[Saved entries]
_ _ _ _ _
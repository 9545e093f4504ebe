//! Prometheus metrics for the API server.

use axum::body::Body;
use axum::http::{Request, Response};
use axum::middleware::Next;
use metrics::{counter, gauge, histogram};
use metrics_exporter_prometheus::{BuildError, PrometheusBuilder, PrometheusHandle};
use std::time::Instant;

/// Initialize the Prometheus metrics recorder.
/// Returns a handle that can be used to render metrics.
pub fn init_metrics() -> Result<PrometheusHandle, BuildError> {
    PrometheusBuilder::new().install_recorder()
}

/// Metric names as constants for consistency.
pub mod names {
    // HTTP metrics
    pub const HTTP_REQUESTS_TOTAL: &str = "mpp_http_requests_total";
    pub const HTTP_REQUEST_DURATION_SECONDS: &str = "mpp_http_request_duration_seconds";
    pub const HTTP_REQUESTS_IN_FLIGHT: &str = "mpp_http_requests_in_flight";

    // Rate limiting metrics
    pub const RATE_LIMIT_HITS_TOTAL: &str = "mpp_rate_limit_hits_total";
}

/// Record an HTTP request.
pub fn record_http_request(method: &str, path: &str, status: u16, duration_secs: f64) {
    let labels = [
        ("method", method.to_string()),
        ("path", sanitize_path(path)),
        ("status", status.to_string()),
    ];

    counter!(names::HTTP_REQUESTS_TOTAL, &labels).increment(1);
    histogram!(names::HTTP_REQUEST_DURATION_SECONDS, &labels).record(duration_secs);
}

/// Record rate limit hit.
pub fn record_rate_limit_hit(endpoint: &str) {
    let labels = [("endpoint", sanitize_path(endpoint))];
    counter!(names::RATE_LIMIT_HITS_TOTAL, &labels).increment(1);
}

/// Collapse paths to known routes so labels stay bounded.
fn sanitize_path(path: &str) -> String {
    const KNOWN: &[&str] = &[
        "/api/detect",
        "/api/categories",
        "/api/model",
        "/health",
        "/healthz",
        "/ready",
        "/metrics",
    ];

    let trimmed = if path.len() > 1 {
        path.trim_end_matches('/')
    } else {
        path
    };
    if KNOWN.contains(&trimmed) {
        return trimmed.to_string();
    }

    let normalized = regex_lite::Regex::new(r"/[0-9a-fA-F-]{8,}|/[0-9]+")
        .map(|re| re.replace_all(trimmed, "/:id").into_owned())
        .unwrap_or_else(|_| trimmed.to_string());
    if normalized.starts_with("/api/") {
        normalized
    } else {
        "other".to_string()
    }
}

/// Metrics middleware for HTTP requests.
pub async fn metrics_middleware(request: Request<Body>, next: Next) -> Response<Body> {
    let method = request.method().to_string();
    let path = request.uri().path().to_string();
    let start = Instant::now();

    gauge!(names::HTTP_REQUESTS_IN_FLIGHT).increment(1.0);

    let response = next.run(request).await;

    gauge!(names::HTTP_REQUESTS_IN_FLIGHT).decrement(1.0);

    let status = response.status().as_u16();
    let duration = start.elapsed().as_secs_f64();

    record_http_request(&method, &path, status, duration);

    response
}
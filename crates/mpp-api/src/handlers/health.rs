//! Health, readiness and model info handlers.

use axum::extract::State;
use axum::Json;
use chrono::Utc;
use serde::{Deserialize, Serialize};

use crate::state::AppState;

/// Health response.
#[derive(Serialize, Deserialize)]
pub struct HealthResponse {
    pub status: String,
    pub version: String,
    pub timestamp: String,
}

/// Health check endpoint (liveness probe).
pub async fn health() -> Json<HealthResponse> {
    Json(HealthResponse {
        status: "healthy".to_string(),
        version: env!("CARGO_PKG_VERSION").to_string(),
        timestamp: Utc::now().to_rfc3339(),
    })
}

/// Readiness check response.
#[derive(Serialize, Deserialize)]
pub struct ReadinessResponse {
    pub status: String,
    pub checks: ReadinessChecks,
}

#[derive(Serialize, Deserialize)]
pub struct ReadinessChecks {
    pub model: CheckStatus,
    pub category_table: CheckStatus,
}

#[derive(Serialize, Deserialize)]
pub struct CheckStatus {
    pub status: String,
    pub version: String,
}

/// Readiness check endpoint (readiness probe).
///
/// State only exists once the model and the category table are loaded, so
/// a response here means both are ready.
pub async fn ready(State(state): State<AppState>) -> Json<ReadinessResponse> {
    let pipeline = &state.pipeline;

    Json(ReadinessResponse {
        status: "ready".to_string(),
        checks: ReadinessChecks {
            model: CheckStatus {
                status: "ok".to_string(),
                version: pipeline.model_version().to_string(),
            },
            category_table: CheckStatus {
                status: "ok".to_string(),
                version: pipeline.mapper().version().to_string(),
            },
        },
    })
}

/// Loaded model description.
#[derive(Serialize, Deserialize)]
pub struct ModelInfo {
    pub backend: String,
    pub version: String,
    pub labels: Vec<String>,
    pub category_table_version: String,
    pub default_min_confidence: f32,
    pub inference_timeout_ms: u64,
    pub workers: usize,
    pub available_workers: usize,
    pub max_image_bytes: usize,
    pub max_image_dimension: u32,
}

/// Describe the loaded model and request defaults.
pub async fn model_info(State(state): State<AppState>) -> Json<ModelInfo> {
    let pipeline = &state.pipeline;
    let engine = pipeline.engine();

    Json(ModelInfo {
        backend: engine.backend_name().to_string(),
        version: pipeline.model_version().to_string(),
        labels: engine.labels().to_vec(),
        category_table_version: pipeline.mapper().version().to_string(),
        default_min_confidence: pipeline.config().default_min_confidence,
        inference_timeout_ms: pipeline.config().inference_timeout.as_millis() as u64,
        workers: engine.config().workers,
        available_workers: engine.available_workers(),
        max_image_bytes: engine.config().limits.max_bytes,
        max_image_dimension: engine.config().limits.max_dimension,
    })
}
_ _ _ _ _
• Task prompt: Beginning at the line above with "return trimmed.to_string();" and finishing at the line with "Request<Body>, next: Next)", return each line exactly and return nothing else.

• Task result:
        return trimmed.to_string();
    }

    let normalized = regex_lite::Regex::new(r"/[0-9a-fA-F-]{8,}|/[0-9]+")
        .map(|re| re.replace_all(trimmed, "/:id").into_owned())
        .unwrap_or_else(|_| trimmed.to_string());
    if normalized.starts_with("/api/") {
        normalized
    } else {
        "other".to_string()
    }
}

/// Metrics middleware for HTTP requests.
pub async fn metrics_middleware(request: Request<Body>, next: Next) -> Response<Body> {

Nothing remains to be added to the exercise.